To find the angle between the height of the tree (the vertical distance) and the owl's line of sight looking down at you, we can use the properties of a right triangle.
Let's define:
- \( h \): the height of the owl in the tree (which we need to find).
- \( d = 5 \) feet: the horizontal distance from you to the base of the tree.
- \( l = 14 \) feet: the diagonal line of sight from the owl to you.
In this scenario, the triangle formed has:
- The height \( h \) as the vertical side.

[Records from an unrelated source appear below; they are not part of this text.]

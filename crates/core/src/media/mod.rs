//! Media sessions: readiness and playback state of one media resource.
//!
//! A [`Media`] wraps a user-supplied bin of producers inside a managing
//! [`Pipeline`]. It discovers the bin's [`Stream`]s, prerolls the graph on
//! [`prepare`](Media::prepare), counts active client transports, and tears
//! everything down again on [`unprepare`](Media::unprepare).
//!
//! ## Status machine
//!
//! ```text
//! UNPREPARED ──prepare──> PREPARING ──async-done──> PREPARED
//!     ^                      │                         │
//!     │                      │ error / timeout         │ unprepare with eos_shutdown
//!     │                      v                         v
//!     └────── teardown ──── ERROR                 UNPREPARING ──eos──> teardown
//! ```
//!
//! `ERROR` is sticky: only a teardown resets it.
//!
//! ## Producer naming
//!
//! | Element name | Meaning |
//! |--------------|---------|
//! | `pay0`, `pay1`, ... | payloader with a static `src` pad, one stream each |
//! | `dynpay0`, `dynpay1`, ... | producer exposing its pads later, one stream per pad |
//!
//! ## Locking
//!
//! Attributes live behind a short-held mutex paired with a condition
//! variable that is signalled on every status change. Transitions run under
//! a re-entrant state lock, held across calls into the graph; notification
//! handling re-enters it when it triggers a teardown.

pub mod event;
pub mod hooks;
pub mod range;
pub mod stream;
pub mod transport;

use std::fmt;
use std::sync::atomic::{AtomicU64, Ordering};
use std::sync::{Arc, Weak, mpsc};
use std::time::{Duration, Instant};

use parking_lot::{Condvar, Mutex, ReentrantMutex};

use crate::address_pool::AddressPool;
use crate::auth::Auth;
use crate::error::{MediaError, Result};
use crate::pipeline::{
    Bin, BusHandler, ClockTime, Element, ElementFactory, Message, Pad, Pipeline, Seek, SeekFlags,
    SeekType, SignalHandlerId, State, StateChangeReturn,
};
use crate::thread_pool::{ClientState, Source, Thread, ThreadPool, ThreadType};
use event::Observers;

- The distance \( d \) (5 feet) as the horizontal side.
- The diagonal \( l \) (14 feet) as the hypotenuse.
We want to find the angle \( \theta \) between the height of the tree and the line of sight of the owl, which can be found using the inverse sine function:
\[ \sin(\theta) = \frac{\text{opposite}}{\text{hypotenuse}} = \frac{h}{l} \]

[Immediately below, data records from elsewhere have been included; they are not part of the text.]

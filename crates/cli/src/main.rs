use std::net::{IpAddr, Ipv4Addr, SocketAddr};
use std::process::ExitCode;
use std::sync::Arc;
use std::time::{Duration, Instant};

use clap::Parser;
use rtsp_media::pipeline::State;
use rtsp_media::pipeline::sim::{Preroll, SimBin, SimFactory, SimPipeline};
use rtsp_media::{
    ClientState, Graph, Media, MediaConfig, MediaStatus, PortRangePool, StreamTransport,
    ThreadLimit, ThreadPool, ThreadType, TimeRange, Transport,
};
use tracing_subscriber::EnvFilter;

#[derive(Parser)]
#[command(
    name = "rtsp-media",
    about = "Drive a simulated media through prepare, play, seek and unprepare"
)]
struct Args {
    /// Client thread ceiling (0 = inline, negative = unlimited)
    #[arg(long, default_value_t = 1, allow_negative_numbers = true)]
    max_threads: i32,

    /// Number of static payloaders (pay0, pay1, ...)
    #[arg(long, default_value_t = 2)]
    streams: usize,

    /// Number of dynamic producers (dynpay0, ...), each exposing one pad
    #[arg(long, default_value_t = 0)]
    dynamic: usize,

    /// Number of clients that play and then pause
    #[arg(long, default_value_t = 2)]
    clients: usize,

    /// Simulate a live source that can not preroll
    #[arg(long)]
    live: bool,

    /// Prepare the media a second time after unpreparing it
    #[arg(long)]
    reusable: bool,

    /// Shut down by sending end-of-stream first
    #[arg(long)]
    eos_shutdown: bool,

    /// Give up preparing after this many seconds
    #[arg(long, default_value_t = 20)]
    prepare_timeout_secs: u64,
}

fn main() -> ExitCode {
    tracing_subscriber::fmt()
        .with_env_filter(
            EnvFilter::try_from_default_env().unwrap_or_else(|_| EnvFilter::new("info")),
        )
        .init();

    let args = Args::parse();

    match run(&args) {
        Ok(()) => ExitCode::SUCCESS,
        Err(e) => {
            eprintln!("Failed: {}", e);
            ExitCode::FAILURE
        }
    }
}

fn run(args: &Args) -> rtsp_media::Result<()> {
    let pool = ThreadPool::with_limit(ThreadLimit::from(args.max_threads));

    let preroll = if args.live {
        Preroll::Live
    } else {
        Preroll::Async(Duration::from_millis(50))
    };
    let bin = SimBin::with_payloaders("media", args.streams, args.dynamic);
    let pipeline = SimPipeline::new(preroll);
    let graph = Graph::new(bin.clone(), pipeline.clone(), SimFactory::new());

    let config = MediaConfig {
        reusable: args.reusable,
        eos_shutdown: args.eos_shutdown,
        prepare_timeout: Duration::from_secs(args.prepare_timeout_secs),
        ..MediaConfig::default()
    };
    let media = Media::with_config(graph, pool.clone(), config);
    media.set_address_pool(Some(Arc::new(PortRangePool::new())));
    media.subscribe(|event| tracing::info!(event = event.name(), "media event"));

    let rounds = if args.reusable { 2 } else { 1 };
    for round in 0..rounds {
        tracing::info!(round, "preparing");
        let producers: Vec<String> = (0..args.dynamic).map(|i| format!("dynpay{i}")).collect();
        let emitter = std::thread::spawn({
            let bin = bin.clone();
            move || {
                for name in &producers {
                    let Some(element) = bin.child(name) else {
                        continue;
                    };
                    // Wait for prepare to connect pad-added and no-more-pads.
                    let deadline = Instant::now() + Duration::from_secs(2);
                    while element.handler_count() < 2 && Instant::now() < deadline {
                        std::thread::sleep(Duration::from_millis(5));
                    }
                    element.emit_pad_added("src_0");
                    element.emit_no_more_pads();
                }
            }
        });

        media.prepare()?;
        let _ = emitter.join();

        println!(
            "prepared: {} streams, live={}, seekable={}, range={}",
            media.n_streams(),
            media.is_live(),
            media.is_seekable(),
            media.range_string(true)?
        );

        let transports = connect_clients(&pool, &media, args.clients)?;
        media.set_state(State::Playing, &transports)?;
        println!(
            "playing: {} active, range={}",
            media.n_active(),
            media.range_string(false)?
        );

        if media.is_seekable() {
            media.seek(&"npt=5-".parse::<TimeRange>()?)?;
            println!("seeked: range={}", media.range_string(true)?);
        }

        media.set_state(State::Paused, &transports)?;
        println!("paused: {} active", media.n_active());

        media.unprepare()?;
        // EOS shutdown finishes on the media thread.
        let deadline = Instant::now() + Duration::from_secs(2);
        while media.status_now() != MediaStatus::Unprepared && Instant::now() < deadline {
            std::thread::sleep(Duration::from_millis(10));
        }
        println!("unprepared: status={}", media.status_now());
    }

    println!("state changes requested: {:?}", pipeline.state_requests());
    Ok(())
}

/// One client thread and one transport per stream for each client.
fn connect_clients(
    pool: &ThreadPool,
    media: &Media,
    clients: usize,
) -> rtsp_media::Result<Vec<Arc<StreamTransport>>> {
    let mut transports = Vec::new();
    for client in 0..clients {
        let port = u16::try_from(8000 + 2 * client).unwrap_or(u16::MAX - 1);
        let peer = SocketAddr::new(IpAddr::V4(Ipv4Addr::LOCALHOST), port);
        let state = ClientState {
            peer_addr: Some(peer),
            uri: Some("rtsp://127.0.0.1:8554/media".to_string()),
        };

        match pool.get_thread(ThreadType::Client, &state)? {
            Some(thread) => {
                tracing::info!(client, thread = thread.id(), "client thread");
                thread.stop();
            }
            None => tracing::info!(client, "client handled inline"),
        }

        for stream in media.streams() {
            let ports = stream.allocate_ports().unwrap_or((0, 0));
            transports.push(StreamTransport::new(stream, Transport::udp(peer, ports)));
        }
    }
    Ok(transports)
}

However, first, we need to find the height \( h \) using the Pythagorean theorem:
\[ l^2 = h^2 + d^2 \]
Substituting the values:
\[ 14^2 = h^2 + 5^2 \]
Calculating the squares:
\[ 196 = h^2 + 25 \]
Now, solve for \( h^2 \):
\[ h^2 = 196 - 25 = 171 \]
Take the square root of both sides to find \( h \):
\[ h = \sqrt{171} \approx 13.08 \text{ feet} \]

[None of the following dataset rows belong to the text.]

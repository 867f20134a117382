//! Playback time ranges (RFC 2326 §3.5–3.7, §12.29).
//!
//! ```text
//! npt=0-10.5        play from the start up to 10.5 s
//! npt=now-          live, from the current position, open end
//! npt=00:01:02.5-   hh:mm:ss form
//! ```
//!
//! Only NPT ranges can be turned into clock times; the other units are
//! parsed and rendered but rejected by [`TimeRange::get_times`].

use std::fmt;
use std::str::FromStr;
use std::time::Duration;

use crate::error::{MediaError, Result};
use crate::pipeline::ClockTime;

/// Unit of a [`TimeRange`].
#[derive(Debug, Clone, Copy, PartialEq, Eq)]
pub enum RangeUnit {
    /// Normal play time.
    Npt,
    /// SMPTE relative timestamps, 30 fps.
    Smpte,
    Smpte30Drop,
    Smpte25,
    /// Absolute UTC time.
    Clock,
}

impl RangeUnit {
    fn as_str(self) -> &'static str {
        match self {
            Self::Npt => "npt",
            Self::Smpte => "smpte",
            Self::Smpte30Drop => "smpte-30-drop",
            Self::Smpte25 => "smpte-25",
            Self::Clock => "clock",
        }
    }
}

impl fmt::Display for RangeUnit {
    fn fmt(&self, f: &mut fmt::Formatter<'_>) -> fmt::Result {
        f.write_str(self.as_str())
    }
}

impl FromStr for RangeUnit {
    type Err = MediaError;

    fn from_str(s: &str) -> Result<Self> {
        match s {
            "npt" => Ok(Self::Npt),
            "smpte" => Ok(Self::Smpte),
            "smpte-30-drop" => Ok(Self::Smpte30Drop),
            "smpte-25" => Ok(Self::Smpte25),
            "clock" => Ok(Self::Clock),
            other => Err(MediaError::InvalidRange(format!("unknown unit '{other}'"))),
        }
    }
}

/// One bound of a [`TimeRange`].
#[derive(Debug, Clone, Copy, PartialEq)]
pub enum RangeTime {
    Seconds(f64),
    /// The current position of a live media.
    Now,
    /// Open end.
    End,
}

impl RangeTime {
    /// Seconds bound for a clock time, `End` when there is none.
    pub fn from_clock(time: Option<ClockTime>) -> Self {
        time.map_or(Self::End, |t| Self::Seconds(t.as_secs_f64()))
    }

    fn to_clock(self) -> Option<ClockTime> {
        match self {
            Self::Seconds(s) => Duration::try_from_secs_f64(s).ok(),
            _ => None,
        }
    }

    fn parse(s: &str) -> Result<Self> {
        let invalid = || MediaError::InvalidRange(format!("invalid time '{s}'"));
        let seconds = match s {
            "" => return Ok(Self::End),
            "now" => return Ok(Self::Now),
            _ if s.contains(':') => {
                let mut seconds = 0.0;
                for part in s.split(':') {
                    let value: f64 = part.parse().map_err(|_| invalid())?;
                    seconds = seconds * 60.0 + value;
                }
                seconds
            }
            _ => s.parse::<f64>().map_err(|_| invalid())?,
        };
        // Bounds must be representable as a clock time.
        Duration::try_from_secs_f64(seconds).map_err(|_| invalid())?;
        Ok(Self::Seconds(seconds))
    }
}

impl fmt::Display for RangeTime {
    fn fmt(&self, f: &mut fmt::Formatter<'_>) -> fmt::Result {
        match self {
            Self::Seconds(s) => write!(f, "{s}"),
            Self::Now => write!(f, "now"),
            Self::End => Ok(()),
        }
    }
}

/// A playback range such as `npt=0-10.5`.
#[derive(Debug, Clone, Copy, PartialEq)]
pub struct TimeRange {
    pub unit: RangeUnit,
    pub min: RangeTime,
    pub max: RangeTime,
}

impl TimeRange {
    pub fn new(unit: RangeUnit, min: RangeTime, max: RangeTime) -> Self {
        Self { unit, min, max }
    }

    /// NPT range from clock times; a missing bound is open.
    pub fn npt(start: Option<ClockTime>, stop: Option<ClockTime>) -> Self {
        Self::new(
            RangeUnit::Npt,
            start.map_or(RangeTime::Now, |t| RangeTime::Seconds(t.as_secs_f64())),
            RangeTime::from_clock(stop),
        )
    }

    /// Start and stop as clock times. `now` and open bounds map to `None`.
    pub fn get_times(&self) -> Result<(Option<ClockTime>, Option<ClockTime>)> {
        if self.unit != RangeUnit::Npt {
            return Err(MediaError::UnsupportedRangeUnit(self.unit));
        }
        Ok((self.min.to_clock(), self.max.to_clock()))
    }
}

impl Default for TimeRange {
    fn default() -> Self {
        Self::new(RangeUnit::Npt, RangeTime::Now, RangeTime::End)
    }
}

impl fmt::Display for TimeRange {
    fn fmt(&self, f: &mut fmt::Formatter<'_>) -> fmt::Result {
        write!(f, "{}={}-{}", self.unit, self.min, self.max)
    }
}

impl FromStr for TimeRange {
    type Err = MediaError;

    fn from_str(s: &str) -> Result<Self> {
        let (unit, times) = s
            .trim()
            .split_once('=')
            .ok_or_else(|| MediaError::InvalidRange(s.to_string()))?;
        let unit: RangeUnit = unit.trim().parse()?;
        let (min, max) = times
            .split_once('-')
            .ok_or_else(|| MediaError::InvalidRange(s.to_string()))?;

        let min = match RangeTime::parse(min.trim())? {
            RangeTime::End => return Err(MediaError::InvalidRange(s.to_string())),
            min => min,
        };
        let max = match RangeTime::parse(max.trim())? {
            RangeTime::Now => return Err(MediaError::InvalidRange(s.to_string())),
            max => max,
        };
        Ok(Self { unit, min, max })
    }
}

Now, we can use this height to find the angle \( \theta \):
\[ \sin(\theta) = \frac{h}{l} = \frac{13.08}{14} \]
Calculating this value:
\[ \sin(\theta) \approx 0.9343 \]
Now, we use the inverse sine function to find the angle \( \theta \):
\[ \theta = \arcsin(0.9343) \]
Using a calculator to find the angle:
\[ \theta \approx 68.9^\circ \]
Thus, the angle between the height of the tree and the owl's line of sight looking down at you is approximately:
\[ \boxed{68.9^\circ} \]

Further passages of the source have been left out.